1) Have you often felt very nervous or uncomfortable when you have been with a group of children or young people, say, in the cafeteria or at a party?

2) Has there been a time when nothing was fun for you and you weren’t interested in anything?

3) Has there been a time when you had less energy than usual?

4) Has there been a time when you felt you couldn’t do anything well or that you weren’t good-looking or as smart as other people?

It seems that most children, and adults too, would answer yes. Who hasn’t felt that way at one time or another? These are normal feelings. These ridiculous, leading questions are being used as a guideline for determining if a child has mental health issues and if they should be prescribed psychiatric drugs.

Even in the psychiatric community there are substantial differences in opinion as to what actually defines mental health and mental illness. With children it is even more complex since they are developing quite rapidly and do not stay the same long enough to make a stable measurement.

The psychiatric drugs are often promoted by drug companies to physicians to be given for off-label use to children. Drugs are approved by the Food and Drug Administration (FDA) for specific medical indications. While doctors may prescribe a drug for an off-label use, drug companies are prohibited by law from promoting off-label use to physicians. Yet, they do this all the time and when caught they simply settle with the federal and state governments for hundreds of millions and billions of dollars. The pharmaceutical companies consider this the cost of doing business.

In his book, The Emperor’s New Drugs, Exploding the Antidepressant Myth, Irving Kirsch, Ph.D. documents that antidepressants are no more effective than placebo sugar pills. Dr. Kirsch is a professor at Harvard Medical School and appeared on CBS 60 Minutes on February 18, 2012 to discuss his blockbuster book. Click here to view Dr. Kirsch’s interview.

Sadly, there has been a substantial increase in the prescriptions of psychiatric drugs to children and teenagers. The antidepressants carry the black box warning for those under 24 years of age that they cause an increased risk of suicidal ideas and actions.

Christians believe in the doctrine of Original Sin. The bible teaches that we are all sinners who need redemption. Children and teenagers need the guidance of their parents who should instill them with Christian values and provide them with appropriate structure and discipline. Children need the affection, affirmation, approval, companionship and love of their parents, not psychiatric drugs.

The American fast food diet, which is loaded with stimulants, sugar, dyes and chemicals can adversely affect the brain chemistry and cause children and adults to misbehave or function poorly.

Birth control pills are drugs that counterfeit natural occurring hormones. In teenage girls, and in any woman, birth control pills can cause a host of emotional problems which are often then treated with antidepressants. This only compounds the problem.

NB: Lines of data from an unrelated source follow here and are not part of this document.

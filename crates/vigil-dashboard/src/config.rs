use crate::poller::{PollSchedule, ALERT_POLL_MS, DASHBOARD_ALERT_LIMIT, DETECTION_POLL_MS};
use crate::session::{ReconnectPolicy, SessionConfig};
use clap::Parser;
use std::time::Duration;
use thiserror::Error;
use url::Url;
use vigil_core::api::{stream_url_for, ApiError, DEFAULT_API_URL};

const DEFAULT_REQUEST_TIMEOUT_MS: u64 = 5000;

#[derive(Parser, Debug, Clone)]
#[command(name = "vigil-dashboard", about = "Live detection dashboard")]
pub struct Args {
    /// Backend base url (env VIGIL_API_URL)
    #[arg(long, default_value = "")]
    pub api_url: String,
    /// Push channel url; derived from the api url when empty (env VIGIL_STREAM_URL)
    #[arg(long, default_value = "")]
    pub stream_url: String,
    #[arg(long, default_value_t = DETECTION_POLL_MS)]
    pub detection_interval_ms: u64,
    #[arg(long, default_value_t = ALERT_POLL_MS)]
    pub alert_interval_ms: u64,
    #[arg(long, default_value_t = DASHBOARD_ALERT_LIMIT)]
    pub alert_limit: u32,
    #[arg(long, default_value_t = DEFAULT_REQUEST_TIMEOUT_MS)]
    pub request_timeout_ms: u64,
    /// Reopen the push channel after it drops (env VIGIL_RECONNECT)
    #[arg(long, default_value_t = false)]
    pub reconnect: bool,
}

#[derive(Debug, Clone)]
pub struct DashboardConfig {
    pub api_url: Url,
    pub request_timeout: Duration,
    pub session: SessionConfig,
    pub log_stdout: bool,
}

#[derive(Debug, Error)]
pub enum ConfigError {
    #[error("invalid {field} '{value}': {source}")]
    InvalidUrl {
        field: &'static str,
        value: String,
        source: url::ParseError,
    },
    #[error("cannot derive stream url: {0}")]
    Stream(#[from] ApiError),
    #[error("{0} must be greater than zero")]
    Zero(&'static str),
}

pub fn load_config() -> Result<DashboardConfig, ConfigError> {
    resolve_config(Args::parse(), |key| std::env::var(key).ok())
}

/// Builds the config from parsed flags, falling back to `env` for anything
/// left empty on the command line.
pub fn resolve_config<E>(args: Args, env: E) -> Result<DashboardConfig, ConfigError>
where
    E: Fn(&str) -> Option<String>,
{
    let api_raw = non_empty(&args.api_url)
        .or_else(|| env("VIGIL_API_URL").and_then(|value| non_empty(&value)))
        .unwrap_or_else(|| DEFAULT_API_URL.to_string());
    let api_url = parse_url("api url", &api_raw)?;

    let stream_url = match non_empty(&args.stream_url)
        .or_else(|| env("VIGIL_STREAM_URL").and_then(|value| non_empty(&value)))
    {
        Some(raw) => parse_url("stream url", &raw)?,
        None => stream_url_for(&api_url)?,
    };

    if args.detection_interval_ms == 0 {
        return Err(ConfigError::Zero("detection interval"));
    }
    if args.alert_interval_ms == 0 {
        return Err(ConfigError::Zero("alert interval"));
    }
    if args.alert_limit == 0 {
        return Err(ConfigError::Zero("alert limit"));
    }
    if args.request_timeout_ms == 0 {
        return Err(ConfigError::Zero("request timeout"));
    }

    let reconnect = args.reconnect
        || env("VIGIL_RECONNECT")
            .and_then(|value| parse_bool_flag(&value))
            .unwrap_or(false);
    let log_stdout = env("VIGIL_LOG_STDOUT")
        .and_then(|value| parse_bool_flag(&value))
        .unwrap_or(false);

    Ok(DashboardConfig {
        api_url,
        request_timeout: Duration::from_millis(args.request_timeout_ms),
        session: SessionConfig {
            stream_url,
            schedule: PollSchedule {
                detection_interval: Duration::from_millis(args.detection_interval_ms),
                alert_interval: Duration::from_millis(args.alert_interval_ms),
                alert_limit: args.alert_limit,
            },
            reconnect: reconnect.then(ReconnectPolicy::default),
        },
        log_stdout,
    })
}

pub fn parse_bool_flag(value: &str) -> Option<bool> {
    match value.trim().to_ascii_lowercase().as_str() {
        "1" | "true" | "yes" | "on" => Some(true),
        "0" | "false" | "no" | "off" => Some(false),
        _ => None,
    }
}

fn non_empty(value: &str) -> Option<String> {
    let trimmed = value.trim();
    if trimmed.is_empty() {
        None
    } else {
        Some(trimmed.to_string())
    }
}

fn parse_url(field: &'static str, value: &str) -> Result<Url, ConfigError> {
    Url::parse(value).map_err(|source| ConfigError::InvalidUrl {
        field,
        value: value.to_string(),
        source,
    })
}
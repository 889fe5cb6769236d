use std::fmt;
use vigil_core::{Alert, DetectionCounts, StreamFrame};

/// Identifies one push-channel instance. A reopened channel always gets a
/// fresh id, so events still queued from an earlier instance can be told apart.
#[derive(Debug, Clone, Copy, PartialEq, Eq, Hash, PartialOrd, Ord)]
pub struct ChannelId(pub u64);

impl ChannelId {
    pub fn next(self) -> Self {
        ChannelId(self.0 + 1)
    }
}

impl fmt::Display for ChannelId {
    fn fmt(&self, f: &mut fmt::Formatter<'_>) -> fmt::Result {
        write!(f, "ch-{}", self.0)
    }
}

#[derive(Debug, Clone, PartialEq, Eq)]
pub enum ChannelEvent {
    Opened,
    Frame {
        frame: StreamFrame,
        counts: DetectionCounts,
    },
    Alert(Alert),
    Error(String),
    Closed,
}

#[derive(Debug, Clone, PartialEq, Eq)]
pub enum PollEvent {
    Counts(DetectionCounts),
    Alerts(Vec<Alert>),
}

#[derive(Debug, Clone, PartialEq, Eq)]
pub enum DashboardEvent {
    Channel {
        channel: ChannelId,
        event: ChannelEvent,
    },
    Poll(PollEvent),
}

impl DashboardEvent {
    pub fn channel(channel: ChannelId, event: ChannelEvent) -> Self {
        DashboardEvent::Channel { channel, event }
    }

    pub fn kind(&self) -> &'static str {
        match self {
            DashboardEvent::Channel { event, .. } => match event {
                ChannelEvent::Opened => "channel_opened",
                ChannelEvent::Frame { .. } => "channel_frame",
                ChannelEvent::Alert(_) => "channel_alert",
                ChannelEvent::Error(_) => "channel_error",
                ChannelEvent::Closed => "channel_closed",
            },
            DashboardEvent::Poll(PollEvent::Counts(_)) => "poll_counts",
            DashboardEvent::Poll(PollEvent::Alerts(_)) => "poll_alerts",
        }
    }
}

Constitutionally, it is not the responsibility of the public schools and the state and federal governments to conduct mental health screenings on children. These screening programs, which have been promoted by the pharmaceutical companies, have caused parents to be coerced to allow their children to be prescribed psychiatric drugs.

What You Can Do:

1) Tell Congress to eliminate funding for mental health screening.
2) Tell your school board members that you do not want the schools to have mental health screening.
3) Tell your state legislators to oppose all funding for mental health screening in schools.
4) Be on the alert to block any mental health tests from being integrated with academic standards.
5) Work for legislation that prohibits children from being required to take a mental health screening test.
6) Clean up your family’s eating program. Eat healthy. Eat to live.
7) Spend time with your children. Read to them from classic books that teach them morals and right living.
8) Most behavior problems are best remedied by love and affection, interest in what your children are interested in, physical work, structure, and discipline. Drugs can mask the real problems.

Sincerely yours,
Steven F. Hotze, M.D.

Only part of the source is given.